R does not easily support concurrent access to data. That is, if more than one user is accessing, and perhaps updating, the same data, the changes made by one user will not be visible to the others.
R does support persistence of data, in that you can save a data object or an entire worksheet from one session and restore it at the subsequent session, but the format of the stored data is specific to R and not easily manipulated by other systems.
Database management systems (DBMSs) and, in particular, relational DBMSs (RDBMSs) are designed to do all of these things well. Their strengths are
- To provide fast access to selected parts of large databases.
- Powerful ways to summarize and cross-tabulate columns in databases.
- Store data in more organized ways than the rectangular grid model of spreadsheets and R data frames.
- Concurrent access from multiple clients running on multiple hosts while enforcing security constraints on access to the data.
- Ability to act as a server to a wide range of clients.

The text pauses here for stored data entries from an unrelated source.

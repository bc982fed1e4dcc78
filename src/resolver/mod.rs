//! Batch resolution of user ownership.
//!
//! Flow for one call:
//! 1. deduplicate the requested ids
//! 2. look every id up in one snapshot of the store
//! 3. answer ids whose stored payload has ownership directly (`database` tier)
//! 4. fetch the rest from upstream in fixed-size waves (`network` tier)
//! 5. merge successful network results back into the store in one batch
//!
//! Per-id failures become `success = false` entries; they never abort the batch.

use crate::catalog::ReferenceCatalog;
use crate::config::WavePolicy;
use crate::core::{
    FetchOutcome, LedgerError, MergeStats, OwnershipRecord, Result, SourceTier, UserResult,
};
use crate::fetch::OwnershipSource;
use crate::store::PersistentStore;
use chrono::{Duration, Utc};
use futures::future::join_all;
use std::collections::{BTreeSet, HashMap};
use std::sync::Arc;
use tokio::time::sleep;
use tracing::{Instrument, Level, event, info_span};

/// Results of one resolve call plus the outcome of persisting them.
#[derive(Debug)]
pub struct ResolveReport {
    pub results: Vec<UserResult>,
    /// Merge of the successful network results. An empty batch merges to
    /// default stats without touching the store.
    pub persisted: Result<MergeStats>,
}

pub struct BatchResolver {
    store: Arc<PersistentStore>,
    catalog: Arc<ReferenceCatalog>,
    source: Arc<dyn OwnershipSource>,
    waves: WavePolicy,
}

impl BatchResolver {
    pub fn new(
        store: Arc<PersistentStore>,
        catalog: Arc<ReferenceCatalog>,
        source: Arc<dyn OwnershipSource>,
        waves: WavePolicy,
    ) -> Self {
        Self {
            store,
            catalog,
            source,
            waves,
        }
    }

    /// Resolves every unique id in `ids`. The result holds one entry per
    /// unique id, sorted by user id.
    ///
    /// Fails only on malformed input (a blank id). A failure to persist the
    /// network results is logged and otherwise dropped, so the store may lag
    /// behind the returned results; use [`BatchResolver::resolve_with_stats`]
    /// to observe it.
    pub async fn resolve(&self, ids: &[String]) -> Result<Vec<UserResult>> {
        Ok(self.resolve_with_stats(ids).await?.results)
    }

    /// Same as [`BatchResolver::resolve`], also reporting how the network
    /// results were merged into the store.
    pub async fn resolve_with_stats(&self, ids: &[String]) -> Result<ResolveReport> {
        let unique = unique_ids(ids)?;
        let span = info_span!("resolver.resolve", requested = ids.len(), unique = unique.len());
        Ok(self.resolve_unique(unique, false).instrument(span).await)
    }

    /// Re-fetches every record older than `max_age`, bypassing store hits.
    pub async fn refresh_stale(&self, max_age: Duration) -> Result<ResolveReport> {
        let stale = self.store.stale_ids(max_age).await?;
        let span = info_span!("resolver.refresh_stale", stale = stale.len());
        Ok(self
            .resolve_unique(stale.into_iter().collect(), true)
            .instrument(span)
            .await)
    }

    async fn resolve_unique(&self, unique: BTreeSet<String>, force_network: bool) -> ResolveReport {
        let mut results = Vec::with_capacity(unique.len());
        let mut network_ids = Vec::new();

        if force_network {
            network_ids.extend(unique);
        } else {
            let ids: Vec<String> = unique.into_iter().collect();
            let mut stored = match self.store.read_records(&ids).await {
                Ok(stored) => stored,
                Err(err) => {
                    event!(
                        Level::WARN,
                        error = %err,
                        ids = ids.len(),
                        "store read failed, falling back to network"
                    );
                    HashMap::new()
                }
            };

            for user_id in ids {
                match stored.remove(&user_id) {
                    Some(record) if record.has_ownership() => {
                        results.push(self.format_stored(record));
                    }
                    _ => network_ids.push(user_id),
                }
            }
        }

        event!(
            Level::INFO,
            database_hits = results.len(),
            network = network_ids.len(),
            "tier split"
        );

        let mut staged = Vec::new();
        for (user_id, outcome) in self.fetch_in_waves(network_ids).await {
            if outcome.is_success() {
                staged.push(OwnershipRecord::from_outcome(&user_id, &outcome, Utc::now()));
            }
            results.push(self.format_fetched(user_id, outcome));
        }

        let persisted = self.store.merge_batch(staged).await;
        if let Err(err) = &persisted {
            event!(Level::ERROR, error = %err, "persisting network results failed");
        }

        results.sort_by(|a, b| a.user_id.cmp(&b.user_id));
        ResolveReport { results, persisted }
    }

    /// Fetches `ids` in waves of `wave_size`, pausing between waves.
    async fn fetch_in_waves(&self, ids: Vec<String>) -> Vec<(String, FetchOutcome)> {
        let wave_size = self.waves.wave_size.max(1);
        let wave_count = ids.len().div_ceil(wave_size);
        let mut outcomes = Vec::with_capacity(ids.len());

        for (index, wave) in ids.chunks(wave_size).enumerate() {
            if index > 0 {
                sleep(self.waves.pause()).await;
            }

            let span = info_span!("resolver.wave", wave = index + 1, of = wave_count, size = wave.len());
            let fetched = join_all(wave.iter().map(|user_id| async move {
                let outcome = self.source.fetch(user_id).await;
                (user_id.clone(), outcome)
            }))
            .instrument(span)
            .await;
            outcomes.extend(fetched);
        }

        outcomes
    }

    fn format_stored(&self, record: OwnershipRecord) -> UserResult {
        let ownership_ids = record.ownership_ids();
        UserResult {
            user_id: record.user_id,
            user_name: record.display_name,
            success: true,
            descriptors: Some(self.catalog.lookup_all(&ownership_ids)),
            ownership_ids: Some(ownership_ids),
            error: None,
            source: SourceTier::Database,
        }
    }

    fn format_fetched(&self, user_id: String, outcome: FetchOutcome) -> UserResult {
        match outcome {
            FetchOutcome::Success { raw_payload } => {
                let ownership_ids = raw_payload.ownership_ids();
                UserResult {
                    user_name: raw_payload.display_name().unwrap_or_else(|| user_id.clone()),
                    user_id,
                    success: true,
                    descriptors: Some(self.catalog.lookup_all(&ownership_ids)),
                    ownership_ids: Some(ownership_ids),
                    error: None,
                    source: SourceTier::Network,
                }
            }
            FetchOutcome::EmptyOwnership { raw_payload } => UserResult {
                user_name: raw_payload.display_name().unwrap_or_else(|| user_id.clone()),
                user_id,
                success: false,
                ownership_ids: Some(Vec::new()),
                descriptors: None,
                error: None,
                source: SourceTier::Network,
            },
            FetchOutcome::Failure { error } => UserResult {
                user_name: user_id.clone(),
                user_id,
                success: false,
                ownership_ids: None,
                descriptors: None,
                error: Some(error),
                source: SourceTier::Network,
            },
        }
    }
}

The sort of statistical applications for which DBMS might be used are to extract a 10% sample of the data, to cross-tabulate data to produce a multi-dimensional contingency table, and to extract data group by group from a database for separate analysis.
Increasingly OSes are themselves making use of DBMSs for these reasons, so it is nowadays likely that one will be already installed on your (non-Windows) OS. Akonadi is used by KDE4 to store personal information. Several macOS applications, including Mail and Address Book, use SQLite.
4.2 Overview of RDBMSs
Traditionally there had been large (and expensive) commercial RDBMSs (Informix; Oracle; Sybase; IBM’s DB2; Microsoft SQL Server on Windows) and academic and small-system databases (such as MySQL4, PostgreSQL, Microsoft Access, …), the former marked out by much greater emphasis on data security features. The line is blurring, with MySQL and PostgreSQL having more and more high-end features, and free ‘express’ versions being made available for the commercial DBMSs.
There are other commonly used data sources, including spreadsheets, non-relational databases and even text files (possibly compressed). Open Database Connectivity (ODBC) is a standard to use all of these data sources. It originated on Windows (see https://msdn.microsoft.com/en-us/library/ms710252%28v=vs.85%29.aspx) but is also implemented on Linux/Unix/macOS.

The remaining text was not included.